One criterion that showed a significant difference between resin and RMGIC restorations was gingival health. A higher percentage of composite restorations presented with bleeding on probing, both at the 12 and the 24-months recall visits. The generalised linear model also indicated a lower relative risk of poor gingival health using Vitremer rather than Z250. According to the study of Santos et al. (2007), RMGIC had a stronger effect on the subgingival biofilm composition than composite resin. The study of Atieh (2008), reported that open-sandwich restorations exposing Vitremer in their proximal aspect were conducive to statistically significantly better gingival health in comparison with preformed metal crowns.

Light-cured materials are associated with uncured layers of resin in deeper cavities.
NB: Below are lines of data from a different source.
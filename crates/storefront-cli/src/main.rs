//! Storefront CLI - A terminal client for the storefront backend.
//!
//! Customers browse the catalog, manage their cart and place orders; admins
//! see sales figures and manage products, orders and users. The session is
//! kept in the OS keychain between runs and refreshed automatically.

mod cli;
mod commands;
mod output;

use std::io;

use anyhow::{Context, Result};
use clap::Parser;
use storefront_core::{ApiError, Config};
use tracing::info;
use tracing_appender::non_blocking::WorkerGuard;
use tracing_subscriber::{fmt, prelude::*, EnvFilter};

use cli::Args;

/// Directory for daily log files, in addition to stderr
const LOG_DIR_ENV: &str = "STOREFRONT_LOG_DIR";

/// Initialize the tracing subscriber for logging.
///
/// The returned guard flushes the log file on drop and must live until exit.
fn init_tracing() -> Option<WorkerGuard> {
    // Use RUST_LOG env var to control log level (e.g., RUST_LOG=debug)
    let filter = EnvFilter::try_from_default_env().unwrap_or_else(|_| EnvFilter::new("warn"));

    let (file_layer, guard) = match std::env::var(LOG_DIR_ENV) {
        Ok(dir) if !dir.trim().is_empty() => {
            let appender = tracing_appender::rolling::daily(dir, "storefront.log");
            let (writer, guard) = tracing_appender::non_blocking(appender);
            (Some(fmt::layer().with_ansi(false).with_writer(writer)), Some(guard))
        }
        _ => (None, None),
    };

    tracing_subscriber::registry()
        .with(fmt::layer().with_writer(io::stderr))
        .with(file_layer)
        .with(filter)
        .init();

    guard
}

#[tokio::main]
async fn main() -> Result<()> {
    // Load .env file if present (silently ignore if not found)
    let _ = dotenvy::dotenv();

    let args = Args::parse();
    let _guard = init_tracing();
    info!("Storefront CLI starting");

    let mut config = Config::load().context("Failed to load configuration")?;

    let result = commands::run(args, &mut config).await;
    if let Err(ref e) = result {
        if e.chain().any(|cause| {
            cause
                .downcast_ref::<ApiError>()
                .map(ApiError::is_session_ending)
                .unwrap_or(false)
        }) {
            eprintln!("Your session has ended. Run `storefront login` to sign in again.");
        }
    }
    result
}
//! REST API client module for the storefront backend.
//!
//! This module provides:
//! - `Transport` / `HttpTransport`: the HTTP seam the session manager drives
//! - `ApiClient`: typed catalog, cart, order and admin endpoints
//! - `ApiError`: the failure taxonomy surfaced to callers
//!
//! Every `ApiClient` call is routed through the `SessionManager`, which
//! attaches the bearer token and transparently refreshes it on expiry.

pub mod admin;
pub mod client;
pub mod error;
pub mod transport;

pub use client::{ApiClient, ProductQuery};
pub use error::{server_message, ApiError};
pub use transport::{ApiRequest, HttpTransport, Method, Transport, TransportError, TransportResponse};
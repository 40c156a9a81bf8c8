//! Display helpers for prices, dates and long strings.

pub mod format;

pub use format::{format_amount, format_date, format_price, truncate};
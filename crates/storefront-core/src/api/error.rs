use serde::Deserialize;
use thiserror::Error;

/// Failures surfaced to callers of the session manager and API client.
#[derive(Error, Debug, Clone, PartialEq, Eq)]
pub enum ApiError {
    #[error("Cannot reach server: {0}")]
    NetworkUnreachable(String),

    #[error("Invalid credentials: {0}")]
    InvalidCredentials(String),

    #[error("Session expired - please log in again")]
    SessionExpired,

    #[error("Unauthorized - request rejected after token refresh")]
    Unauthorized,

    #[error("Request failed with status {status}: {message}")]
    RequestFailed { status: u16, message: String },

    #[error("Invalid request: {0}")]
    InvalidRequest(String),

    #[error("Invalid response: {0}")]
    InvalidResponse(String),

    #[error("Credential storage error: {0}")]
    Storage(String),
}

/// Maximum length for error response bodies in error messages
const MAX_ERROR_BODY_LENGTH: usize = 500;

/// Laravel-style error body: `{"message": "...", "errors": {"field": ["..."]}}`
#[derive(Debug, Deserialize)]
struct ErrorBody {
    message: Option<String>,
    #[serde(default)]
    errors: Option<serde_json::Map<String, serde_json::Value>>,
}

impl ApiError {
    /// Truncate a response body to avoid logging excessive data
    fn truncate_body(body: &str) -> String {
        if body.len() <= MAX_ERROR_BODY_LENGTH {
            body.to_string()
        } else {
            let mut end = MAX_ERROR_BODY_LENGTH;
            while !body.is_char_boundary(end) {
                end -= 1;
            }
            format!("{}... (truncated, {} total bytes)", &body[..end], body.len())
        }
    }

    /// Build a pass-through failure for a non-success status.
    pub fn from_status(status: u16, body: &str) -> Self {
        let message = server_message(body).unwrap_or_else(|| Self::truncate_body(body));
        ApiError::RequestFailed { status, message }
    }

    /// Whether this failure ends the session and requires a fresh login.
    pub fn is_session_ending(&self) -> bool {
        matches!(self, ApiError::SessionExpired | ApiError::Unauthorized)
    }

    /// HTTP status of a server rejection, if any.
    pub fn status(&self) -> Option<u16> {
        match self {
            ApiError::RequestFailed { status, .. } => Some(*status),
            _ => None,
        }
    }
}

/// Extract the human-readable reason from an error body.
///
/// Validation failures (422) carry per-field messages; the first one wins.
/// Otherwise the top-level `message` is used.
pub fn server_message(body: &str) -> Option<String> {
    let parsed: ErrorBody = serde_json::from_str(body).ok()?;

    let first_validation_error = parsed.errors.as_ref().and_then(|errors| {
        errors.values().find_map(|value| match value {
            serde_json::Value::Array(items) => items.iter().find_map(|i| i.as_str().map(String::from)),
            serde_json::Value::String(s) => Some(s.clone()),
            _ => None,
        })
    });

    first_validation_error
        .or(parsed.message)
        .filter(|m| !m.trim().is_empty())
}

#[cfg(test)]
mod tests {
    use super::*;

    #[test]
    fn test_from_status_uses_server_message() {
        let err = ApiError::from_status(404, r#"{"message": "Product not found"}"#);
        assert_eq!(
            err,
            ApiError::RequestFailed {
                status: 404,
                message: "Product not found".to_string()
            }
        );
        assert_eq!(err.status(), Some(404));
    }

    #[test]
    fn test_from_status_falls_back_to_body() {
        let err = ApiError::from_status(502, "Bad Gateway");
        assert_eq!(err.to_string(), "Request failed with status 502: Bad Gateway");
    }

    #[test]
    fn test_from_status_truncates_long_bodies() {
        let body = "x".repeat(2000);
        match ApiError::from_status(500, &body) {
            ApiError::RequestFailed { message, .. } => {
                assert!(message.starts_with(&"x".repeat(500)));
                assert!(message.contains("truncated, 2000 total bytes"));
            }
            other => panic!("unexpected error: {:?}", other),
        }
    }

    #[test]
    fn test_server_message_prefers_validation_errors() {
        let body = r#"{"message": "The given data was invalid.", "errors": {"email": ["The email has already been taken."]}}"#;
        assert_eq!(
            server_message(body).as_deref(),
            Some("The email has already been taken.")
        );
    }

    #[test]
    fn test_server_message_missing() {
        assert_eq!(server_message("not json"), None);
        assert_eq!(server_message(r#"{"message": "  "}"#), None);
        assert_eq!(server_message(r#"{"other": 1}"#), None);
    }

    #[test]
    fn test_session_ending() {
        assert!(ApiError::SessionExpired.is_session_ending());
        assert!(ApiError::Unauthorized.is_session_ending());
        assert!(!ApiError::NetworkUnreachable("down".into()).is_session_ending());
    }
}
Incremental placement of the material is proposed to overcome this drawback. Vitremer is a so called ‘tri-cure’ RMGIC, the third curing procedure being initiated with the mixing of the powder and liquid and continuing in the dark, thus allowing the curing of the material in the deeper layers. While wear resistance and fracture toughness have been improved in comparison to conventional glass ionomer cement (Mitra and Kedrowski 1994; De Gee et al. 1996), clinically noticeable occlusal wear remains as a disadvantage in Vitremer and possibly with any sizeable RMGIC restoration (Kotsanos and Arizos 2011). Regarding the occlusal wear in the present trial, 12 (22%) of the Vitremer restorations were rated as B and 1 (2%) as C at the 24 months assessment, while all Z250 restorations were rated as A. The difference between the two groups was statistically significant. However, restorations rated as B for occlusal wear by Cvar and Ryge criteria (i.e. no exposed cut tooth structure) do not probably bear clinical significance for primary molars.

Limitations

The fact that the present study was conducted in a single centre might have limited the variability of its sample. As however, the university’s Paediatric Dentistry Clinic receives a large number patients of variable age, nationality, socioeconomic level, and dental needs, this contributes to the sample’s diversity. Furthermore, blinding of treatment providers and outcomes assessors was impractical to be strictly implemented, since they were experienced clinicians calibrated in the handling/assessing of both materials. Finally, as only cooperative children were included in the trial, the results of the trial might not be directly extrapolated to non-cooperative children.

Generalisability

The results of the present trial are applicable to the majority of healthy cooperative children of mostly Caucasian descent, aged 4.0–7.5 years old with at least one primary molar in need of Class II restoration.

Conclusions

Both Vitremer and Z250 presented acceptable clinical behaviour at the 24 months follow-up. The overall success rate for both materials was 84% after 2 years. There were no statistically significant differences in any parameters other than gingival health (in favour of Vitremer), and occlusal wear (in favour of Z250).